**Problem:** Where the string "impl" occurs in a line of the entries below, copy that line.

--- Available data Enclosed Below ---

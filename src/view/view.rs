//! The compiled view value
//!
//! A `View` is a dataset plus an ordered stage list. Each build owns its own
//! `View`; only the dataset behind it is shared.

use std::fmt;
use std::sync::Arc;

use serde_json::Value;

use crate::stages::{Stage, StageResult};

use super::dataset::Dataset;

#[derive(Clone)]
pub struct View {
    dataset: Arc<Dataset>,
    stages: Vec<Stage>,
    group_slice: Option<String>,
}

impl View {
    /// The full, unfiltered view of a dataset
    pub fn new(dataset: Arc<Dataset>) -> Self {
        let group_slice = dataset.default_group_slice.clone();
        Self {
            dataset,
            stages: Vec::new(),
            group_slice,
        }
    }

    /// Rebuilds a view from serialized stages
    pub fn from_dicts(dataset: Arc<Dataset>, stages: &[Value]) -> StageResult<Self> {
        let mut view = Self::new(dataset);
        for stage in stages {
            view.stages.push(Stage::from_dict(stage)?);
        }
        Ok(view)
    }

    /// Empty view over the same dataset and active slice
    pub fn base(&self) -> Self {
        Self {
            dataset: Arc::clone(&self.dataset),
            stages: Vec::new(),
            group_slice: self.group_slice.clone(),
        }
    }

    pub fn add_stage(&mut self, stage: Stage) {
        self.stages.push(stage);
    }

    pub fn extend_stages(&mut self, stages: impl IntoIterator<Item = Stage>) {
        self.stages.extend(stages);
    }

    pub fn stages(&self) -> &[Stage] {
        &self.stages
    }

    pub fn dataset(&self) -> &Arc<Dataset> {
        &self.dataset
    }

    pub fn group_slice(&self) -> Option<&str> {
        self.group_slice.as_deref()
    }

    pub fn set_group_slice(&mut self, slice: Option<String>) {
        self.group_slice = slice;
    }

    pub fn to_dicts(&self) -> StageResult<Vec<Value>> {
        self.stages.iter().map(Stage::to_dict).collect()
    }
}

impl fmt::Debug for View {
    fn fmt(&self, f: &mut fmt::Formatter<'_>) -> fmt::Result {
        f.debug_struct("View")
            .field("dataset", &self.dataset.name)
            .field("stages", &self.stages)
            .field("group_slice", &self.group_slice)
            .finish()
    }
}

impl PartialEq for View {
    fn eq(&self, other: &Self) -> bool {
        self.dataset.name == other.dataset.name
            && self.stages == other.stages
            && self.group_slice == other.group_slice
    }
}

--- End of Enclosed Available data ---

**Exercise response:**
impl View {
    pub fn extend_stages(&mut self, stages: impl IntoIterator<Item = Stage>) {
impl fmt::Debug for View {
impl PartialEq for View {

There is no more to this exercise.